The title could outperform on critical reception as well as it was running an enviable 94% "Certified Fresh" rating on Rotten Tomatoes, as of 8:30 a.m. ET on Nov. 22. Other acclaimed Disney animations that opened over the Thanksgiving holiday managed sturdy returns, with "Moana" opening to $82 million and "Frozen" hitting a Thanksgiving five-day opening record at $93.6 million.
"Justice League," meanwhile, will likely still wind its way to profits for Time Warner Inc.'s Warner Bros. over the weekend, though its $93.8 million opening well underperformed forecasts that went as high as $125 million. That contributed to an underperforming October, which closed off by 8.6%, according to Kagan research.
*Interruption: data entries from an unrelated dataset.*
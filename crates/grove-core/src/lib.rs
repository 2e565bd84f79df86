//! Grove Core - note model and markdown codec
//!
//! This crate defines what a note looks like once it's in memory and
//! how raw markdown becomes one. Everything here is pure: no graph, no
//! filesystem watching, no I/O beyond the optional `read_note` helper.
//!
//! # Example
//!
//! ```
//! use grove_core::{parse_node, resolve_title};
//!
//! let node = parse_node("---\ncolor: teal\n---\n# Roses\nSee [[tulips]].", "garden/roses.md");
//! assert_eq!(node.id.as_str(), "garden/roses");
//! assert_eq!(resolve_title(&node), "Roses");
//! assert_eq!(node.outgoing_edges[0].target_id.as_str(), "tulips");
//! ```

pub mod error;
pub mod frontmatter;
pub mod markdown;
pub mod node;
pub mod path;

pub use error::{CoreError, Result};
pub use frontmatter::{extract_frontmatter, split_frontmatter, strip_frontmatter, Frontmatter};
pub use markdown::{extract_edges, filename_title, parse_node, resolve_title};
pub use node::{Edge, FrontmatterValue, GraphNode, NodeId, Point, UiMetadata};
pub use path::{id_to_path, is_markdown, path_to_id, vault_relative_path};

use std::fs;
use std::path::Path;

/// Reads and parses a note from disk.
///
/// `relative_path` is the vault-relative path used for identity.
pub fn read_note(root: &Path, relative_path: &str) -> Result<GraphNode> {
    let full = root.join(relative_path);
    let content = fs::read_to_string(&full).map_err(|e| CoreError::io(&full, e))?;
    Ok(parse_node(&content, relative_path))
}
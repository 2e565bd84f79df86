//! Mapping between vault paths and node ids.
//!
//! `path_to_id` and `id_to_path` are exact inverses for every valid
//! vault-relative path: `/`-separated, relative, ending in `.md`.

use crate::error::{CoreError, Result};
use crate::node::NodeId;
use std::path::{Component, Path};

/// Extension every note file carries.
pub const MARKDOWN_EXTENSION: &str = ".md";

/// Derives the node id for a vault-relative path by stripping one
/// trailing `.md`.
pub fn path_to_id(relative_path: &str) -> NodeId {
    let id = relative_path
        .strip_suffix(MARKDOWN_EXTENSION)
        .unwrap_or(relative_path);
    NodeId::new(id)
}

/// The vault-relative path a node id lives at.
pub fn id_to_path(id: &NodeId) -> String {
    format!("{}{}", id.as_str(), MARKDOWN_EXTENSION)
}

/// Whether a path names a note file.
pub fn is_markdown(path: &Path) -> bool {
    path.extension().and_then(|e| e.to_str()) == Some("md")
}

/// Turns a path reported by the watcher into a vault-relative,
/// `/`-separated note path.
///
/// Relative inputs are taken as already relative to `root`.
pub fn vault_relative_path(root: &Path, path: &Path) -> Result<String> {
    if !is_markdown(path) {
        return Err(CoreError::NotMarkdown(path.to_path_buf()));
    }

    let relative = if path.is_absolute() {
        path.strip_prefix(root)
            .map_err(|_| CoreError::InvalidPath(path.display().to_string()))?
    } else {
        path
    };

    let mut segments = Vec::new();
    for component in relative.components() {
        match component {
            Component::Normal(segment) => {
                let segment = segment
                    .to_str()
                    .ok_or_else(|| CoreError::InvalidPath(path.display().to_string()))?;
                segments.push(segment);
            }
            Component::CurDir => {}
            _ => return Err(CoreError::InvalidPath(path.display().to_string())),
        }
    }

    if segments.is_empty() {
        return Err(CoreError::InvalidPath(path.display().to_string()));
    }

    Ok(segments.join("/"))
}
Finally, "Roman J. Israel, Esq." — Denzel Washington's debut film — will provide some decidedly mature counterprogramming as it follows an idealistic defense attorney through the underbelly of Los Angeles. Boxoffice.com expects it to collect just $4 million against a $22 million budget.
The closest comparison in a list compiled by Kagan seems to be academy award winner "Fences," also starring Denzel Washington. That film managed an $11.6 million opening but still exited in the red by 12.1%. The new release was running at a barely "fresh" 61% rating on Rotten Tomatoes, as of 8:30 a.m. ET on Nov. 22, well below the 93% "Certified Fresh" rating "Fences" has earned.